==== Material provided

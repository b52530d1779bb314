//! Remote auth service client.
//!
//! SYSTEM CONTEXT
//! ==============
//! The backend owns accounts and token issuance; this module is the thin HTTP
//! layer `SessionContext` drives. `AuthApi` is the seam tests replace.
//!
//! ERROR HANDLING
//! ==============
//! Non-2xx responses become `AuthError::Http` with the backend's `detail`
//! message when present, otherwise a `"<operation> failed: <status>"` message.
//! No call here has a timeout or retries.

#[cfg(test)]
#[path = "api_test.rs"]
mod api_test;

use async_trait::async_trait;
use serde::de::DeserializeOwned;

use crate::store::StoreError;
use crate::types::{ErrorBody, LoginRequest, RefreshRequest, RegisterRequest, TokenPair, UserProfile};

// =============================================================================
// ERROR
// =============================================================================

#[derive(Debug, thiserror::Error)]
pub enum AuthError {
    /// The request never got a response (DNS, connect, reset).
    #[error("network error: {0}")]
    Network(String),

    /// The backend answered with a non-success status. Displays as the
    /// user-facing message only.
    #[error("{message}")]
    Http { status: u16, message: String },

    /// The backend answered 2xx with a body of the wrong shape.
    #[error("unexpected response: {0}")]
    Parse(String),

    #[error("token storage failed: {0}")]
    Storage(#[from] StoreError),

    /// The operation needs an access token and none is held.
    #[error("not signed in")]
    NotAuthenticated,
}

impl AuthError {
    /// HTTP status for `Http` errors.
    #[must_use]
    pub fn status(&self) -> Option<u16> {
        match self {
            Self::Http { status, .. } => Some(*status),
            _ => None,
        }
    }
}

fn request_failed_message(operation: &str, status: u16) -> String {
    format!("{operation} failed: {status}")
}

fn login_endpoint(base_url: &str) -> String {
    format!("{base_url}/api/auth/login")
}

fn register_endpoint(base_url: &str) -> String {
    format!("{base_url}/api/auth/register")
}

fn me_endpoint(base_url: &str) -> String {
    format!("{base_url}/api/auth/me")
}

fn refresh_endpoint(base_url: &str) -> String {
    format!("{base_url}/api/auth/refresh")
}

// =============================================================================
// TRAIT
// =============================================================================

/// Operations the session needs from the remote auth service.
#[async_trait]
pub trait AuthApi: Send + Sync {
    /// `POST /api/auth/login`.
    async fn login(&self, request: &LoginRequest) -> Result<TokenPair, AuthError>;

    /// `POST /api/auth/register`. The response body is not used.
    async fn register(&self, request: &RegisterRequest) -> Result<(), AuthError>;

    /// `GET /api/auth/me` with the bearer token.
    async fn me(&self, access_token: &str) -> Result<UserProfile, AuthError>;

    /// `POST /api/auth/refresh`.
    async fn refresh(&self, refresh_token: &str) -> Result<TokenPair, AuthError>;
}

// =============================================================================
// HTTP CLIENT
// =============================================================================

/// `reqwest`-backed `AuthApi` against `{base_url}/api/auth/*`.
#[derive(Debug, Clone)]
pub struct HttpAuthApi {
    client: reqwest::Client,
    base_url: String,
}

impl HttpAuthApi {
    #[must_use]
    pub fn new(base_url: &str) -> Self {
        Self::with_client(reqwest::Client::new(), base_url)
    }

    #[must_use]
    pub fn with_client(client: reqwest::Client, base_url: &str) -> Self {
        Self { client, base_url: base_url.trim_end_matches('/').to_owned() }
    }

    #[must_use]
    pub fn base_url(&self) -> &str {
        &self.base_url
    }
}

/// Turn a non-success response into `AuthError::Http`.
async fn error_from_response(operation: &str, resp: reqwest::Response) -> AuthError {
    let status = resp.status().as_u16();
    let body = resp.text().await.unwrap_or_default();
    let message = serde_json::from_str::<ErrorBody>(&body)
        .ok()
        .and_then(|b| b.message())
        .unwrap_or_else(|| request_failed_message(operation, status));
    AuthError::Http { status, message }
}

async fn read_json<T: DeserializeOwned>(operation: &str, resp: reqwest::Response) -> Result<T, AuthError> {
    if !resp.status().is_success() {
        return Err(error_from_response(operation, resp).await);
    }
    resp.json::<T>()
        .await
        .map_err(|e| AuthError::Parse(format!("{operation}: {e}")))
}

fn network_error(e: reqwest::Error) -> AuthError {
    AuthError::Network(e.to_string())
}

#[async_trait]
impl AuthApi for HttpAuthApi {
    async fn login(&self, request: &LoginRequest) -> Result<TokenPair, AuthError> {
        let resp = self
            .client
            .post(login_endpoint(&self.base_url))
            .json(request)
            .send()
            .await
            .map_err(network_error)?;
        read_json("login", resp).await
    }

    async fn register(&self, request: &RegisterRequest) -> Result<(), AuthError> {
        let resp = self
            .client
            .post(register_endpoint(&self.base_url))
            .json(request)
            .send()
            .await
            .map_err(network_error)?;
        if !resp.status().is_success() {
            return Err(error_from_response("registration", resp).await);
        }
        Ok(())
    }

    async fn me(&self, access_token: &str) -> Result<UserProfile, AuthError> {
        let resp = self
            .client
            .get(me_endpoint(&self.base_url))
            .bearer_auth(access_token)
            .send()
            .await
            .map_err(network_error)?;
        read_json("profile fetch", resp).await
    }

    async fn refresh(&self, refresh_token: &str) -> Result<TokenPair, AuthError> {
        let body = RefreshRequest { refresh_token: refresh_token.to_owned() };
        let resp = self
            .client
            .post(refresh_endpoint(&self.base_url))
            .json(&body)
            .send()
            .await
            .map_err(network_error)?;
        read_json("token refresh", resp).await
    }
}
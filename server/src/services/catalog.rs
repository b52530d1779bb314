//! Membership plan catalog.
//!
//! Static until plans move to the backend. The pricing page and the checkout
//! placeholder both read from here.

use serde::Serialize;

#[derive(Debug, Clone, Copy, PartialEq, Eq, Serialize)]
#[serde(rename_all = "snake_case")]
pub enum BillingInterval {
    Month,
    Year,
    /// Single purchase, e.g. a class pack.
    Once,
}

#[derive(Debug, Clone, Serialize)]
pub struct Plan {
    pub id: &'static str,
    pub name: &'static str,
    /// Price in the smallest currency unit.
    pub price_cents: u32,
    pub currency: &'static str,
    pub interval: BillingInterval,
    pub features: &'static [&'static str],
}

pub const PLANS: &[Plan] = &[
    Plan {
        id: "drop-in",
        name: "Drop-In Class",
        price_cents: 2_500,
        currency: "usd",
        interval: BillingInterval::Once,
        features: &["One group class", "Towel service"],
    },
    Plan {
        id: "ten-pack",
        name: "10-Class Pack",
        price_cents: 20_000,
        currency: "usd",
        interval: BillingInterval::Once,
        features: &["Ten group classes", "Valid for 6 months", "Towel service"],
    },
    Plan {
        id: "unlimited-monthly",
        name: "Unlimited Monthly",
        price_cents: 14_900,
        currency: "usd",
        interval: BillingInterval::Month,
        features: &["Unlimited group classes", "Open gym access", "Monthly progress check-in"],
    },
    Plan {
        id: "unlimited-annual",
        name: "Unlimited Annual",
        price_cents: 149_000,
        currency: "usd",
        interval: BillingInterval::Year,
        features: &[
            "Unlimited group classes",
            "Open gym access",
            "Quarterly personal training session",
            "Two months free",
        ],
    },
];

/// Look up a plan by id. Surrounding whitespace is ignored.
#[must_use]
pub fn find_plan(id: &str) -> Option<&'static Plan> {
    let id = id.trim();
    PLANS.iter().find(|plan| plan.id == id)
}
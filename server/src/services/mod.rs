//! Domain services used by HTTP routes.
//!
//! ARCHITECTURE
//! ============
//! Service modules own catalog data and outbound calls so route handlers can
//! stay focused on protocol translation.

pub mod catalog;
pub mod training;
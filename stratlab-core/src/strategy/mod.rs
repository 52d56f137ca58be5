//! Strategy variants and the rules interface they share.
//!
//! Every variant plugs the same hooks into the lifecycle driver
//! (`engine::StrategyEngine`): which indicators it needs, when to enter,
//! how to maintain an open position, which risk overlays guard it (in
//! priority order), and when its own rule-based exit fires. The driver owns
//! the position state and the pending-order guard; rules only read.

pub mod breakout;
pub mod config;
pub mod context;
pub mod enhanced;
pub mod factory;
pub mod fibonacci;
pub mod ma_crossover;
pub mod moving_average;
pub mod overlay;

use std::fmt;
use std::str::FromStr;

use serde::{Deserialize, Serialize};

use crate::components::indicator::Indicator;
use crate::domain::{PositionState, Reason};

pub use breakout::BreakoutRules;
pub use config::{
    BreakoutParams, ConfigError, EnhancedParams, FibonacciParams, MaCrossoverParams,
    MovingAverageParams, RulesConfig, StrategyConfig,
};
pub use context::{BarContext, EvalError};
pub use enhanced::EnhancedRules;
pub use factory::{build_rules, required_indicators};
pub use fibonacci::FibonacciRules;
pub use ma_crossover::MaCrossoverRules;
pub use moving_average::MovingAverageRules;
pub use overlay::{AtrTrailing, RiskOverlay};

/// The five strategy variants.
#[derive(Debug, Clone, Copy, PartialEq, Eq, Hash, Serialize, Deserialize)]
#[serde(rename_all = "snake_case")]
pub enum StrategyKind {
    MovingAverage,
    MaCrossover,
    Enhanced,
    Fibonacci,
    Breakout,
}

impl StrategyKind {
    pub const ALL: [StrategyKind; 5] = [
        StrategyKind::MovingAverage,
        StrategyKind::MaCrossover,
        StrategyKind::Enhanced,
        StrategyKind::Fibonacci,
        StrategyKind::Breakout,
    ];

    pub fn as_str(&self) -> &'static str {
        match self {
            StrategyKind::MovingAverage => "moving_average",
            StrategyKind::MaCrossover => "ma_crossover",
            StrategyKind::Enhanced => "enhanced",
            StrategyKind::Fibonacci => "fibonacci",
            StrategyKind::Breakout => "breakout",
        }
    }
}

impl fmt::Display for StrategyKind {
    fn fmt(&self, f: &mut fmt::Formatter<'_>) -> fmt::Result {
        f.write_str(self.as_str())
    }
}

impl FromStr for StrategyKind {
    type Err = ConfigError;

    fn from_str(s: &str) -> Result<Self, Self::Err> {
        StrategyKind::ALL
            .into_iter()
            .find(|k| k.as_str() == s)
            .ok_or_else(|| ConfigError::UnknownKind(s.to_string()))
    }
}

/// Variant-specific decision rules.
///
/// # Architecture invariants
/// - Rules never mutate position state except through the `on_open` and
///   `maintain` hooks, and then only via `PositionState`'s own contract.
/// - Undefined inputs (warmup, zero denominators) make a sub-condition
///   undefined, which never triggers. `Err` is reserved for unexpected
///   failures such as a series that was never precomputed.
/// - A context never exposes bars after the one being evaluated.
pub trait StrategyRules: Send + Sync + fmt::Debug {
    fn kind(&self) -> StrategyKind;

    /// Indicators that must be precomputed before the bar loop.
    fn required_indicators(&self) -> Vec<Box<dyn Indicator>>;

    /// Entry check while flat. `Some` means buy at this bar's close.
    fn entry(&self, ctx: &BarContext<'_>) -> Result<Option<Reason>, EvalError>;

    /// Rule-based exit while open, checked after the risk overlays.
    fn exit(
        &self,
        ctx: &BarContext<'_>,
        position: &PositionState,
    ) -> Result<Option<Reason>, EvalError>;

    /// Protective exits in priority order.
    fn risk_overlays(&self) -> &[RiskOverlay];

    /// Called right after the position opens on an entry bar.
    fn on_open(
        &self,
        _ctx: &BarContext<'_>,
        _position: &mut PositionState,
    ) -> Result<(), EvalError> {
        Ok(())
    }

    /// Called on every open bar before the overlays are checked.
    fn maintain(
        &self,
        _ctx: &BarContext<'_>,
        _position: &mut PositionState,
    ) -> Result<(), EvalError> {
        Ok(())
    }
}
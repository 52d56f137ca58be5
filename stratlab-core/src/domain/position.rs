//! Position tracker: per-strategy state carried across bars.
//!
//! Invariants:
//! - `entry_price` and `trailing_stop` are only defined while open.
//! - `bars_held` is 0 right after `open()` and grows by exactly one per
//!   `tick()`.
//! - The trailing stop ratchets: it may rise, never fall.

use serde::{Deserialize, Serialize};
use thiserror::Error;

/// Contract violations on the position tracker.
#[derive(Debug, Clone, PartialEq, Eq, Error)]
pub enum PositionError {
    #[error("position is already open")]
    AlreadyOpen,
    #[error("position is not open")]
    NotOpen,
    #[error("entry price must be finite, got {0}")]
    InvalidEntryPrice(String),
}

/// Long-only position state owned by exactly one strategy instance.
#[derive(Debug, Clone, Copy, PartialEq, Default, Serialize, Deserialize)]
pub struct PositionState {
    is_open: bool,
    entry_price: Option<f64>,
    bars_held: usize,
    trailing_stop: Option<f64>,
}

impl PositionState {
    pub fn flat() -> Self {
        Self::default()
    }

    pub fn is_open(&self) -> bool {
        self.is_open
    }

    pub fn entry_price(&self) -> Option<f64> {
        self.entry_price
    }

    pub fn bars_held(&self) -> usize {
        self.bars_held
    }

    pub fn trailing_stop(&self) -> Option<f64> {
        self.trailing_stop
    }

    /// Flat → open at `entry_price`.
    pub fn open(&mut self, entry_price: f64) -> Result<(), PositionError> {
        if self.is_open {
            return Err(PositionError::AlreadyOpen);
        }
        if !entry_price.is_finite() {
            return Err(PositionError::InvalidEntryPrice(entry_price.to_string()));
        }
        *self = Self {
            is_open: true,
            entry_price: Some(entry_price),
            bars_held: 0,
            trailing_stop: None,
        };
        Ok(())
    }

    /// Open → flat; every field back to its flat default.
    pub fn close(&mut self) -> Result<(), PositionError> {
        if !self.is_open {
            return Err(PositionError::NotOpen);
        }
        *self = Self::flat();
        Ok(())
    }

    /// Count one observed bar while open.
    pub fn tick(&mut self) -> Result<(), PositionError> {
        if !self.is_open {
            return Err(PositionError::NotOpen);
        }
        self.bars_held += 1;
        Ok(())
    }

    /// Offer a new trailing-stop level. Returns true if the stop moved.
    ///
    /// The stop becomes `max(current, candidate)`; a non-finite candidate is
    /// ignored.
    pub fn raise_trailing_stop(&mut self, candidate: f64) -> Result<bool, PositionError> {
        if !self.is_open {
            return Err(PositionError::NotOpen);
        }
        if !candidate.is_finite() {
            return Ok(false);
        }
        match self.trailing_stop {
            Some(current) if candidate <= current => Ok(false),
            _ => {
                self.trailing_stop = Some(candidate);
                Ok(true)
            }
        }
    }

    /// `(close - entry) / entry * 100`, or `None` without a positive entry.
    pub fn profit_pct(&self, close: f64) -> Option<f64> {
        crate::components::condition::pct_change(self.entry_price?, close)
    }
}
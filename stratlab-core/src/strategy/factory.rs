//! Factory: converts a `RulesConfig` into a runtime rules object, and
//! resolves which indicators a set of strategies needs precomputed.

use std::collections::HashSet;

use crate::components::indicator::Indicator;

use super::config::{ConfigError, RulesConfig};
use super::{
    BreakoutRules, EnhancedRules, FibonacciRules, MaCrossoverRules, MovingAverageRules,
    StrategyRules,
};

/// Validate `config` and build the matching rules object.
pub fn build_rules(config: &RulesConfig) -> Result<Box<dyn StrategyRules>, ConfigError> {
    config.validate()?;
    let rules: Box<dyn StrategyRules> = match config {
        RulesConfig::MovingAverage(p) => Box::new(MovingAverageRules::new(p.clone())),
        RulesConfig::MaCrossover(p) => Box::new(MaCrossoverRules::new(p.clone())),
        RulesConfig::Enhanced(p) => Box::new(EnhancedRules::new(p.clone())),
        RulesConfig::Fibonacci(p) => Box::new(FibonacciRules::new(p.clone())),
        RulesConfig::Breakout(p) => Box::new(BreakoutRules::new(p.clone())),
    };
    Ok(rules)
}

/// Union of the indicators every config needs, de-duplicated by name.
pub fn required_indicators(
    configs: &[RulesConfig],
) -> Result<Vec<Box<dyn Indicator>>, ConfigError> {
    let mut seen = HashSet::new();
    let mut out: Vec<Box<dyn Indicator>> = Vec::new();
    for config in configs {
        for indicator in build_rules(config)?.required_indicators() {
            if seen.insert(indicator.name().to_string()) {
                out.push(indicator);
            }
        }
    }
    Ok(out)
}
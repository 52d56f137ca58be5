//! Building blocks shared by every strategy variant: the indicator adapter
//! and tri-state sub-condition evaluation.

pub mod condition;
pub mod indicator;

pub use condition::{defined, exceeds_multiple, gt, lt, pct_change, Condition};
pub use indicator::{Indicator, IndicatorSeries, IndicatorValues};
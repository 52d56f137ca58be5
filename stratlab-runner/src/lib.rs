//! StratLab Runner: run orchestration on top of `stratlab-core`.
//!
//! - TOML run files (`[run]` plus `[[strategy]]` tables)
//! - CSV bar loading with a seeded synthetic fallback for development
//! - Parallel runs of independent strategy instances over shared bars
//! - JSON and CSV export of emitted actions

pub mod config;
pub mod data_loader;
pub mod export;
pub mod runner;

pub use config::{RunConfig, RunSection};
pub use data_loader::{
    dataset_hash, load_csv_bars, load_run_bars, synthetic_bars, CsvFeed, LoadedBars,
};
pub use export::{
    export_actions_csv, export_json, export_summary_csv, import_json, load_artifacts,
    save_artifacts,
};
pub use runner::{run_from_config, run_strategies, RunError, StrategyRunResult, SCHEMA_VERSION};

========

*What you have to do*: Retrieve every line above holding the word "EvalError".

*Response below*:
pub use context::{BarContext, EvalError};
    fn entry(&self, ctx: &BarContext<'_>) -> Result<Option<Reason>, EvalError>;
    ) -> Result<Option<Reason>, EvalError>;
    ) -> Result<(), EvalError> {
    ) -> Result<(), EvalError> {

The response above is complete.